22 Sep Everything you need to know about Digital Printing
Digital printing of fabric is one of the most important developments in the garments and home furnishings industry. While digital printing has been existent for over two decades, it has only matured in the past 5 years to a point where it can make a dramatic impact on the industry.
What is digital printing and how is it different?
Digital Printing on fabric is very similar to the inkjet printing on paper that we’re accustomed to using in our homes and offices. It is the process of directly printing colour onto a piece or roll of fabric to replicate something from a computer.
The traditional form of printing is analog screen printing, which uses a woven mesh (i.e. the screen) to reproduce a desired image. This is still the predominant method of printing textiles today, and represents over 95% of the worldwide printing industry.
What has changed to make digital printing possible today
Even though digital printing has been possible since the late 1980s, there were a number of limiting factors that reduced its mass appeal; heavy cost of printers, very low daily output of the printers, higher comparative cost of inks and low resolution results were all contributing factors to its niche status.

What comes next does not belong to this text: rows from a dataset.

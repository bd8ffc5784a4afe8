//! HTML rendering for the in-memory host
//!
//! Serializes a live [`MemoryHost`] subtree. Used for snapshot-style
//! assertions and headless output.

use super::memory::{HostNodeKind, MemoryHost};
use super::HostId;
use crate::attr::AttrValue;

/// Render a host subtree to an HTML string.
///
/// Released handles render as an empty string.
pub fn render_html(host: &MemoryHost, id: HostId) -> String {
    let mut output = String::new();
    render_node(host, id, &mut output);
    output
}

fn render_node(host: &MemoryHost, id: HostId, output: &mut String) {
    let Some(node) = host.node(id) else { return };

    let tag = match &node.kind {
        HostNodeKind::Text { value } => {
            output.push_str(&escape_html(value));
            return;
        }
        HostNodeKind::Element { tag } => tag,
    };

    output.push('<');
    output.push_str(tag);

    if !node.classes.is_empty() {
        push_attr(output, "class", &node.classes.to_string());
    }

    if !node.styles.is_empty() {
        let style = node
            .styles
            .iter()
            .map(|(k, v)| format!("{k}: {v}"))
            .collect::<Vec<_>>()
            .join("; ");
        push_attr(output, "style", &style);
    }

    for (name, value) in &node.attrs {
        match value {
            AttrValue::Bool(true) => {
                output.push(' ');
                output.push_str(name);
            }
            value if value.is_absent() => {}
            value => push_attr(output, name, &value.to_string()),
        }
    }

    if is_void_element(tag) {
        output.push_str(" />");
        return;
    }

    output.push('>');

    for &child in &node.children {
        render_node(host, child, output);
    }

    output.push_str("</");
    output.push_str(tag);
    output.push('>');
}

fn push_attr(output: &mut String, name: &str, value: &str) {
    output.push(' ');
    output.push_str(name);
    output.push_str("=\"");
    output.push_str(&escape_attr(value));
    output.push('"');
}

/// Escape HTML special characters.
fn escape_html(s: &str) -> String {
    let mut result = String::with_capacity(s.len());
    for c in s.chars() {
        match c {
            '&' => result.push_str("&amp;"),
            '<' => result.push_str("&lt;"),
            '>' => result.push_str("&gt;"),
            _ => result.push(c),
        }
    }
    result
}

/// Escape attribute value special characters.
fn escape_attr(s: &str) -> String {
    let mut result = String::with_capacity(s.len());
    for c in s.chars() {
        match c {
            '&' => result.push_str("&amp;"),
            '"' => result.push_str("&quot;"),
            '<' => result.push_str("&lt;"),
            '>' => result.push_str("&gt;"),
            _ => result.push(c),
        }
    }
    result
}

/// Check if element is a void element (self-closing).
fn is_void_element(tag: &str) -> bool {
    matches!(
        tag,
        "area"
            | "base"
            | "br"
            | "col"
            | "embed"
            | "hr"
            | "img"
            | "input"
            | "link"
            | "meta"
            | "param"
            | "source"
            | "track"
            | "wbr"
    )
}

// =============================================================================
// Tests
// =============================================================================
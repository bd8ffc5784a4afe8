//! Fragment type - a child list without a host node of its own

use crate::host::HostId;

use super::{Children, IntoChild};

/// Group of sibling nodes spliced into the parent's child list.
///
/// Fragments create no host node. While mounted, `container` records the host
/// parent the children were inserted into.
#[derive(Debug, Default, PartialEq)]
pub struct Fragment {
    /// Child nodes
    pub children: Children,
    /// Host parent of the children while mounted (not owned)
    pub container: Option<HostId>,
}

impl Fragment {
    /// Create a fragment from children, skipping `None`
    pub fn new<I>(children: I) -> Self
    where
        I: IntoIterator,
        I::Item: IntoChild,
    {
        Self {
            children: children.into_iter().filter_map(IntoChild::into_child).collect(),
            container: None,
        }
    }

    /// Check if the fragment has no children
    pub fn is_empty(&self) -> bool {
        self.children.is_empty()
    }
}

/// Cloning yields an unmounted copy.
impl Clone for Fragment {
    fn clone(&self) -> Self {
        Self {
            children: self.children.clone(),
            container: None,
        }
    }
}
//! tola-reconcile - Virtual DOM reconciliation engine
//!
//! ## Core Concepts
//!
//! A view renders a fresh [`Node`] tree on every state change. The reconciler
//! compares it with the committed tree and applies the minimal set of
//! mutations to a live host tree, reusing host nodes wherever the two trees
//! agree.
//!
//! ## Modules
//! - `node`: Node/Element/Fragment/Text types and the `h` construction API
//! - `attr`: Attribute, class and style maps
//! - `event`: Event handlers compared by identity
//! - `algo`: Pure diffs (`same_slot`, `diff_map`, `diff_sequence`)
//! - `patch`: Patch executor (`patch`, `Reconciler`, `PatchConfig`)
//! - `lifecycle`: `mount` and `destroy`
//! - `host`: `HostTree` abstraction and the in-memory `MemoryHost`
//! - `app`: State + view + reducers render loop
//!
//! ## Usage
//!
//! ```
//! use tola_reconcile::prelude::*;
//!
//! let mut host = MemoryHost::new();
//! let root = host.create_root("body");
//!
//! fn view(items: &[&str]) -> Node {
//!     h("ul").with_children(items.iter().map(|i| h("li").with_key(*i).text(*i))).into()
//! }
//!
//! let mut tree = view(&["a", "b", "c"]);
//! mount(&mut tree, root, None, &mut host).unwrap();
//!
//! let tree = patch_with_config(tree, view(&["c", "a"]), root, &mut host, PatchConfig::keyed()).unwrap();
//! assert_eq!(host.text_content(root), "ca");
//! assert!(tree.is_mounted());
//! ```

#[macro_use]
mod macros;

// =============================================================================
// Core modules
// =============================================================================

/// Node types: Element, Fragment, Node, Text
pub mod node;

/// Attribute types
pub mod attr;

/// Event handlers
pub mod event;

/// Algorithms: slot identity, flat diff, sequence diff
pub mod algo;

/// Patch executor
pub mod patch;

/// Mount and destroy
pub mod lifecycle;

/// Host tree abstraction
pub mod host;

/// Application render loop
pub mod app;

/// Error types
pub mod error;

/// Prelude for common imports
pub mod prelude;

// =============================================================================
// Re-exports
// =============================================================================

// Node types
pub use node::{fragment, h, text, Children, Element, Fragment, IntoChild, Node, NodeKind, Text};

// Attribute types
pub use attr::{AttrKey, AttrValue, Attrs, ClassList, Props, Styles};

// Events
pub use event::{Event, Handler};

// Algorithms
pub use algo::{diff_map, diff_sequence, same_slot, Identity, MapDiff, SeqDiff, SeqOp};

// Patch
pub use lifecycle::{destroy, mount};
pub use patch::{patch, patch_with_config, PatchConfig, PatchStats, Reconciler};

// Host
pub use host::{HostId, HostTree, MemoryHost};

// Error types
pub use error::{ReconcileError, ReconcileResult};

// =============================================================================
// Tests
// =============================================================================

#[cfg(test)]
mod tests {
    use static_assertions::assert_impl_all;

    use super::*;

    // Trees built on one thread can be handed to another for patching
    assert_impl_all!(Node: Send, Sync);
    assert_impl_all!(Handler: Send, Sync, Clone);
    assert_impl_all!(ReconcileError: std::error::Error, Send, Sync);
    assert_impl_all!(app::Emitter<u32>: Send, Sync, Clone);

    #[test]
    fn test_crate_exports() {
        let node: Node = h("p").child(text("x")).child(fragment(["y"])).into();
        assert_eq!(node.kind(), NodeKind::Element);
        assert!(same_slot(&node, &h("p").into()));
    }
}
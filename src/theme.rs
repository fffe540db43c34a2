//! Centralized theme constants for the portfolio
//! Palette, sizing and frame helpers shared by every section

use crate::types::Accent;
use egui::Color32;

// =============================================================================
// COLORS - Backgrounds
// =============================================================================
pub const BG_BASE: Color32 = Color32::from_rgb(0x11, 0x0f, 0x1a); // near-black violet
pub const BG_ELEVATED: Color32 = Color32::from_rgb(0x1f, 0x1d, 0x2b); // gray-800 tinted
pub const BG_INPUT: Color32 = Color32::from_rgb(0x17, 0x15, 0x22);
pub const BG_SURFACE: Color32 = Color32::from_rgb(0x2a, 0x27, 0x3a);
pub const BG_HERO: Color32 = Color32::from_rgb(0x14, 0x10, 0x24); // purple-950 wash

// =============================================================================
// COLORS - Accent (purple -> blue gradient ends)
// =============================================================================
pub const ACCENT: Color32 = Color32::from_rgb(0x93, 0x33, 0xea); // purple-600
pub const ACCENT_END: Color32 = Color32::from_rgb(0x25, 0x63, 0xeb); // blue-600
pub const ACCENT_PINK: Color32 = Color32::from_rgb(0xec, 0x48, 0x99); // pink-500
pub const ACCENT_LIGHT: Color32 = Color32::from_rgb(0xc0, 0x84, 0xfc); // purple-400

// =============================================================================
// COLORS - Text
// =============================================================================
pub const TEXT_PRIMARY: Color32 = Color32::WHITE;
pub const TEXT_SECONDARY: Color32 = Color32::from_rgb(0xe5, 0xe7, 0xeb); // gray-200
pub const TEXT_MUTED: Color32 = Color32::from_rgb(0x9c, 0xa3, 0xaf); // gray-400
pub const TEXT_DIM: Color32 = Color32::from_rgb(0x6b, 0x72, 0x80); // gray-500

// =============================================================================
// COLORS - Borders
// =============================================================================
pub const BORDER_SUBTLE: Color32 = Color32::from_rgb(0x2e, 0x2b, 0x3f);
pub const BORDER_DEFAULT: Color32 = Color32::from_rgb(0x44, 0x40, 0x5c);

// =============================================================================
// COLORS - Status
// =============================================================================
pub const STATUS_SUCCESS: Color32 = Color32::from_rgb(0x34, 0xd3, 0x99); // emerald-400
pub const STATUS_ERROR: Color32 = Color32::from_rgb(0xf8, 0x71, 0x71); // red-400

// =============================================================================
// COLORS - Accents used by content
// =============================================================================
/// Returns (bg_color ~12% alpha, strong color)
pub fn accent_colors(accent: Accent) -> (Color32, Color32) {
    let strong = match accent {
        Accent::Purple => Color32::from_rgb(0xa8, 0x55, 0xf7), // purple-500
        Accent::Blue => Color32::from_rgb(0x3b, 0x82, 0xf6),   // blue-500
        Accent::Green => Color32::from_rgb(0x22, 0xc5, 0x5e),  // green-500
        Accent::Pink => Color32::from_rgb(0xec, 0x48, 0x99),   // pink-500
        Accent::Indigo => Color32::from_rgb(0x63, 0x66, 0xf1), // indigo-500
        Accent::Orange => Color32::from_rgb(0xf9, 0x73, 0x16), // orange-500
    };
    (
        Color32::from_rgba_unmultiplied(strong.r(), strong.g(), strong.b(), 30),
        strong,
    )
}

// =============================================================================
// TYPOGRAPHY - Font Sizes
// =============================================================================
pub const FONT_DISPLAY: f32 = 72.0;
pub const FONT_SECTION_TITLE: f32 = 40.0;
pub const FONT_TITLE: f32 = 22.0;
pub const FONT_HEADING: f32 = 17.0;
pub const FONT_BODY: f32 = 15.0;
pub const FONT_LABEL: f32 = 13.0;
pub const FONT_SMALL: f32 = 12.0;

// =============================================================================
// DIMENSIONS
// =============================================================================
pub const CONTENT_MAX_WIDTH: f32 = 1120.0;
pub const HERO_MIN_HEIGHT: f32 = 640.0;
pub const PROFILE_IMAGE_SIZE: f32 = 288.0;
pub const PROJECT_CARD_HEIGHT: f32 = 200.0;
pub const SKILL_BAR_HEIGHT: f32 = 6.0;
pub const PILL_HEIGHT: f32 = 36.0;

// =============================================================================
// CORNER RADIUS
// =============================================================================
pub const RADIUS_DEFAULT: f32 = 6.0;
pub const RADIUS_LARGE: f32 = 16.0;
pub const RADIUS_CARD: f32 = 24.0;

// =============================================================================
// STROKE WIDTHS
// =============================================================================
pub const STROKE_DEFAULT: f32 = 1.0;
pub const STROKE_MEDIUM: f32 = 1.5;
pub const STROKE_THICK: f32 = 2.0;

// =============================================================================
// SPACING
// =============================================================================
pub const SPACING_SM: f32 = 4.0;
pub const SPACING_MD: f32 = 8.0;
pub const SPACING_LG: f32 = 16.0;
pub const SPACING_XL: f32 = 24.0;
pub const SECTION_GAP: f32 = 96.0;

// =============================================================================
// HELPER - Apply global visuals
// =============================================================================
pub fn apply_visuals(ctx: &egui::Context) {
    let mut visuals = egui::Visuals::dark();
    visuals.panel_fill = BG_BASE;
    visuals.window_fill = BG_ELEVATED;
    visuals.extreme_bg_color = BG_INPUT;
    visuals.faint_bg_color = BG_SURFACE;
    visuals.hyperlink_color = ACCENT_LIGHT;
    visuals.selection.bg_fill = Color32::from_rgb(0x4c, 0x1d, 0x95); // purple-900
    visuals.selection.stroke = egui::Stroke::new(STROKE_DEFAULT, ACCENT_LIGHT);
    visuals.interact_cursor = Some(egui::CursorIcon::PointingHand);
    visuals.window_stroke = egui::Stroke::new(STROKE_DEFAULT, BORDER_SUBTLE);
    visuals.window_corner_radius = egui::CornerRadius::same(RADIUS_CARD as u8);
    visuals.popup_shadow.offset = [0, 8];
    visuals.popup_shadow.blur = 24;
    visuals.popup_shadow.color = Color32::from_black_alpha(100);

    let w = &mut visuals.widgets;
    w.noninteractive = widget_look(BG_ELEVATED, BG_SURFACE, BORDER_SUBTLE, TEXT_SECONDARY);
    w.inactive = widget_look(BG_INPUT, BG_ELEVATED, BORDER_SUBTLE, TEXT_SECONDARY);
    w.hovered = widget_look(BG_SURFACE, Color32::from_rgb(0x35, 0x31, 0x4a), BORDER_DEFAULT, TEXT_PRIMARY);
    w.active = widget_look(PRESSED, PRESSED, ACCENT, TEXT_PRIMARY);
    w.active.expansion = -1.0;
    w.open = widget_look(BG_SURFACE, BG_ELEVATED, BORDER_SUBTLE, TEXT_PRIMARY);
    ctx.set_visuals(visuals);

    ctx.style_mut(|style| {
        style.interaction.selectable_labels = false;
        style.spacing.item_spacing = egui::vec2(SPACING_MD, SPACING_MD);
        style.spacing.button_padding = egui::vec2(16.0, SPACING_MD);
        style.spacing.scroll.floating = true;
        style.spacing.scroll.bar_width = 6.0;
    });
}

const PRESSED: Color32 = Color32::from_rgb(0x3b, 0x36, 0x52);

fn widget_look(fill: Color32, weak: Color32, border: Color32, text: Color32) -> egui::style::WidgetVisuals {
    egui::style::WidgetVisuals {
        bg_fill: fill,
        weak_bg_fill: weak,
        bg_stroke: egui::Stroke::new(STROKE_DEFAULT, border),
        fg_stroke: egui::Stroke::new(STROKE_DEFAULT, text),
        corner_radius: RADIUS_DEFAULT.into(),
        expansion: 0.0,
    }
}

// =============================================================================
// HELPER - Frames
// =============================================================================
pub fn card_frame() -> egui::Frame {
    egui::Frame::new()
        .fill(Color32::from_rgba_unmultiplied(0x1f, 0x1d, 0x2b, 220))
        .stroke(egui::Stroke::new(STROKE_DEFAULT, BORDER_SUBTLE))
        .corner_radius(RADIUS_CARD)
        .inner_margin(egui::Margin::same(SPACING_XL as i8 + 8))
}

/// Card tinted with an accent wash, used for gradient-looking panels
pub fn tinted_card_frame(accent: Accent) -> egui::Frame {
    let (bg, strong) = accent_colors(accent);
    egui::Frame::new()
        .fill(bg)
        .stroke(egui::Stroke::new(
            STROKE_DEFAULT,
            Color32::from_rgba_unmultiplied(strong.r(), strong.g(), strong.b(), 70),
        ))
        .corner_radius(RADIUS_CARD)
        .inner_margin(egui::Margin::same(SPACING_XL as i8 + 8))
}

pub fn modal_frame() -> egui::Frame {
    egui::Frame::new()
        .fill(Color32::from_rgb(0x18, 0x16, 0x23))
        .stroke(egui::Stroke::new(STROKE_DEFAULT, BORDER_SUBTLE))
        .corner_radius(RADIUS_CARD)
        .inner_margin(SPACING_XL)
}

pub fn input_frame(focused: bool) -> egui::Frame {
    let stroke = if focused {
        egui::Stroke::new(STROKE_THICK, ACCENT)
    } else {
        egui::Stroke::new(STROKE_DEFAULT, BORDER_DEFAULT)
    };
    egui::Frame::new()
        .fill(BG_INPUT)
        .stroke(stroke)
        .corner_radius(RADIUS_LARGE - 4.0)
        .inner_margin(egui::Margin::symmetric(14, 10))
}

// =============================================================================
// HELPER - Button styles
// =============================================================================

/// Filled primary button
pub fn button_accent(text: impl Into<String>) -> egui::Button<'static> {
    egui::Button::new(egui::RichText::new(text.into()).color(TEXT_PRIMARY).strong())
        .fill(ACCENT)
        .corner_radius(RADIUS_LARGE)
}

/// Returns (fill, draw_rect) for a custom-painted button with hover/press effects.
/// Lightens on hover, slightly lightens + shrinks on press.
pub fn button_visual(
    response: &egui::Response,
    base_fill: Color32,
    rect: egui::Rect,
) -> (Color32, egui::Rect) {
    if response.is_pointer_button_down_on() {
        (lighten(base_fill, 0.06), rect.shrink(1.5))
    } else if response.hovered() {
        (lighten(base_fill, 0.12), rect.expand(1.0))
    } else {
        (base_fill, rect)
    }
}

pub fn lighten(c: Color32, amount: f32) -> Color32 {
    let r = (c.r() as f32 + (255.0 - c.r() as f32) * amount) as u8;
    let g = (c.g() as f32 + (255.0 - c.g() as f32) * amount) as u8;
    let b = (c.b() as f32 + (255.0 - c.b() as f32) * amount) as u8;
    Color32::from_rgb(r, g, b)
}

pub fn lerp_color(a: Color32, b: Color32, t: f32) -> Color32 {
    let t = t.clamp(0.0, 1.0);
    let mix = |x: u8, y: u8| (x as f32 + (y as f32 - x as f32) * t).round() as u8;
    Color32::from_rgba_unmultiplied(
        mix(a.r(), b.r()),
        mix(a.g(), b.g()),
        mix(a.b(), b.b()),
        mix(a.a(), b.a()),
    )
}

/// Same color with alpha scaled by `opacity` in [0, 1]
pub fn fade(c: Color32, opacity: f32) -> Color32 {
    let a = (c.a() as f32 * opacity.clamp(0.0, 1.0)) as u8;
    Color32::from_rgba_unmultiplied(c.r(), c.g(), c.b(), a)
}

#[cfg(test)]
mod tests {
    use super::*;

    #[test]
    fn lighten_moves_towards_white() {
        assert_eq!(lighten(Color32::BLACK, 1.0), Color32::WHITE);
        assert_eq!(lighten(ACCENT, 0.0), ACCENT);
    }

    #[test]
    fn fade_scales_alpha() {
        assert_eq!(fade(Color32::WHITE, 0.0).a(), 0);
        assert_eq!(fade(Color32::WHITE, 1.0).a(), 255);
        assert_eq!(fade(Color32::WHITE, 4.0).a(), 255);
    }
}
//! Hero section: ambient shapes, soft blobs, floating icons and the title block

use super::App;
use crate::animation::{oscillate, Easing, KeyframeTrack, Tween};
use crate::constants::SECTION_REVEAL_SECS;
use crate::content::{HERO_BADGE, HERO_SUBTITLE, OWNER_FIRST_NAME, OWNER_LAST_NAME};
use crate::theme;
use crate::ui::components::{gradient_rect, reveal};
use eframe::egui;
use egui_phosphor::regular as icons;

const BLOB_LAYERS: usize = 10;

struct Blob {
    /// Center as a fraction of the hero rect
    anchor: (f32, f32),
    radius: f32,
    colors: [egui::Color32; 2],
    scale: KeyframeTrack,
    rotate: KeyframeTrack,
}

const BLOBS: [Blob; 3] = [
    Blob {
        anchor: (1.0, 0.0),
        radius: 160.0,
        colors: [
            egui::Color32::from_rgb(0xc0, 0x84, 0xfc),
            egui::Color32::from_rgb(0xf4, 0x72, 0xb6),
        ],
        scale: KeyframeTrack::new(&[1.0, 1.2, 1.0], 8.0, Easing::EaseInOut),
        rotate: KeyframeTrack::new(&[0.0, 180.0, 360.0], 8.0, Easing::EaseInOut),
    },
    Blob {
        anchor: (0.0, 1.0),
        radius: 160.0,
        colors: [
            egui::Color32::from_rgb(0x60, 0xa5, 0xfa),
            egui::Color32::from_rgb(0x22, 0xd3, 0xee),
        ],
        scale: KeyframeTrack::new(&[1.2, 1.0, 1.2], 10.0, Easing::EaseInOut),
        rotate: KeyframeTrack::new(&[360.0, 180.0, 0.0], 10.0, Easing::EaseInOut),
    },
    Blob {
        anchor: (0.5, 0.5),
        radius: 192.0,
        colors: [
            egui::Color32::from_rgb(0x81, 0x8c, 0xf8),
            egui::Color32::from_rgb(0xc0, 0x84, 0xfc),
        ],
        scale: KeyframeTrack::new(&[1.0, 1.1, 1.0], 15.0, Easing::Linear),
        rotate: KeyframeTrack::new(&[0.0, 360.0], 15.0, Easing::Linear),
    },
];

const FLOAT: KeyframeTrack = KeyframeTrack::new(&[-10.0, 10.0, -10.0], 3.0, Easing::EaseInOut);
const SCROLL_HINT: KeyframeTrack = KeyframeTrack::new(&[0.0, 10.0, 0.0], 2.0, Easing::EaseInOut);

impl App {
    pub(crate) fn render_hero(&mut self, ui: &mut egui::Ui, now: f64) {
        let height = ui.clip_rect().height().max(theme::HERO_MIN_HEIGHT);
        let (rect, _) =
            ui.allocate_exact_size(egui::vec2(ui.available_width(), height), egui::Sense::hover());
        if !ui.is_rect_visible(rect) {
            return;
        }

        let painter = ui.painter_at(rect);
        gradient_rect(&painter, rect, theme::BG_BASE, theme::BG_HERO);

        if let Some(background) = self.background.as_mut() {
            background.show(ui, rect);
        }

        let t = self.elapsed(now);
        for blob in &BLOBS {
            paint_blob(&painter, rect, blob, t);
        }
        paint_floating_icons(&painter, rect, t);

        // Title block, items staggered in after the container fades up
        let mut content = ui.new_child(
            egui::UiBuilder::new()
                .max_rect(rect.shrink2(egui::vec2(theme::SPACING_XL, 0.0)))
                .layout(egui::Layout::top_down(egui::Align::Center)),
        );
        content.add_space(((height - 460.0) / 2.0).max(theme::SPACING_XL));
        let item = |i: usize| {
            Tween::new(self.started_at, SECTION_REVEAL_SECS, Easing::EaseOut)
                .with_delay(0.2 * (i + 1) as f32)
                .progress(now)
        };

        reveal(&mut content, item(0), |ui| {
            let pulse = 0.75 + oscillate(t, 2.0, 0.25, 0.0);
            egui::Frame::new()
                .fill(theme::fade(theme::BG_ELEVATED, 0.9))
                .stroke(egui::Stroke::new(theme::STROKE_DEFAULT, theme::fade(theme::ACCENT, 0.6)))
                .corner_radius(theme::RADIUS_CARD * 2.0)
                .inner_margin(egui::Margin::symmetric(28, 14))
                .show(ui, |ui| {
                    ui.horizontal(|ui| {
                        ui.label(
                            egui::RichText::new(icons::SPARKLE)
                                .size(20.0)
                                .color(theme::fade(theme::ACCENT_LIGHT, pulse)),
                        );
                        ui.label(
                            egui::RichText::new(HERO_BADGE)
                                .size(theme::FONT_HEADING + 1.0)
                                .color(theme::ACCENT_LIGHT),
                        );
                    });
                });
        });

        content.add_space(theme::SPACING_XL + 8.0);
        reveal(&mut content, item(1), |ui| {
            ui.label(gradient_title(OWNER_FIRST_NAME));
            ui.label(
                egui::RichText::new(OWNER_LAST_NAME)
                    .size(theme::FONT_DISPLAY)
                    .strong()
                    .color(theme::TEXT_PRIMARY),
            );
        });

        content.add_space(theme::SPACING_XL + 8.0);
        reveal(&mut content, item(2), |ui| {
            ui.set_max_width(760.0);
            ui.label(
                egui::RichText::new(HERO_SUBTITLE)
                    .size(theme::FONT_TITLE)
                    .color(theme::TEXT_MUTED),
            );
        });

        content.add_space(theme::SPACING_XL * 2.0);
        reveal(&mut content, item(3), |ui| {
            let dy = SCROLL_HINT.sample(t);
            ui.add_space(dy);
            ui.label(
                egui::RichText::new(icons::ARROW_DOWN)
                    .size(32.0)
                    .color(theme::TEXT_DIM),
            );
        });

        // Blobs and floating icons loop forever while the hero is on screen
        ui.ctx().request_repaint();
    }
}

/// Soft disc built from stacked translucent circles; the two tints orbit with `rotate`
fn paint_blob(painter: &egui::Painter, rect: egui::Rect, blob: &Blob, t: f64) {
    let center = egui::pos2(
        rect.left() + rect.width() * blob.anchor.0,
        rect.top() + rect.height() * blob.anchor.1,
    );
    let radius = blob.radius * blob.scale.sample(t);
    let angle = blob.rotate.sample(t).to_radians();
    let offset = egui::vec2(angle.cos(), angle.sin()) * radius * 0.25;

    for (color, center) in [(blob.colors[0], center - offset), (blob.colors[1], center + offset)] {
        for layer in 0..BLOB_LAYERS {
            let k = layer as f32 / BLOB_LAYERS as f32;
            painter.circle_filled(center, radius * (1.0 - 0.7 * k), theme::fade(color, 0.02));
        }
    }
}

fn paint_floating_icons(painter: &egui::Painter, rect: egui::Rect, t: f64) {
    let floating = [
        (icons::CODE, egui::pos2(rect.left() + 60.0, rect.top() + 100.0), 0.0, 0xc0_84_fc),
        (icons::PALETTE, egui::pos2(rect.right() - 100.0, rect.top() + 148.0), 1.0, 0x60_a5_fa),
        (icons::LIGHTNING, egui::pos2(rect.left() + 100.0, rect.bottom() - 148.0), 2.0, 0xf4_72_b6),
    ];
    for (icon, pos, delay, rgb) in floating {
        let color = egui::Color32::from_rgb((rgb >> 16) as u8, (rgb >> 8) as u8, rgb as u8);
        painter.text(
            pos + egui::vec2(0.0, FLOAT.delayed(delay).sample(t)),
            egui::Align2::CENTER_CENTER,
            icon,
            egui::FontId::proportional(40.0),
            theme::fade(color, 0.3),
        );
    }
}

/// First name drawn with a purple -> pink -> blue sweep, one color per glyph
fn gradient_title(text: &str) -> egui::text::LayoutJob {
    let stops = [theme::ACCENT, theme::ACCENT_PINK, theme::ACCENT_END];
    let count = text.chars().count().max(2) - 1;
    let mut job = egui::text::LayoutJob::default();
    for (i, ch) in text.chars().enumerate() {
        let t = i as f32 / count as f32 * (stops.len() - 1) as f32;
        let seg = (t.floor() as usize).min(stops.len() - 2);
        let color = theme::lerp_color(stops[seg], stops[seg + 1], t - seg as f32);
        job.append(
            &ch.to_string(),
            0.0,
            egui::TextFormat {
                font_id: egui::FontId::proportional(theme::FONT_DISPLAY),
                color,
                ..Default::default()
            },
        );
    }
    job
}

Over the past decade, digital printing has come a long way:
- Output speed of digital printers has increased significantly. Some of the fastest printers are capable of printing over 8,000 m2/hr
- The cost of inks and digital printers has reduced
- Overall cost of printing has reduced from over $25-30/m2 to $2-4/m2
- Digital printers are now able to reproduce extremely high-quality prints
What are the advantages of digital printing
- Ability to print short runs (even single repeats of 1m are possible) – this allows mass customization
- Reduced time-to-market – fewer intermediate steps (e.g. no need to expose a screen)
- High resolution – digital printing allows millions of colours to be reproduced that was never possible with screen printing
- Low cost of sampling since no screen development costs are required
- There are many designs that are only possible using digital printing – these were never possible to print using traditional methods
What are the current limitations of digital printing
Costs are still higher than screen printing – digital printing is approx 3-5x the cost of screen printing. However, this gap is constantly reducing. Most of the ready-for-dyeing (RFD) fabrics are not perfectly prepared for digital printing. Additional steps needs to be taken during the preparation of the fabric such as mercerising and singing, to ensure good quality output.
Digital printing is a phenomenon that is going to change the face of the textile industry over the next decade and will make possible a range of different prints and business models that weren’t possible before.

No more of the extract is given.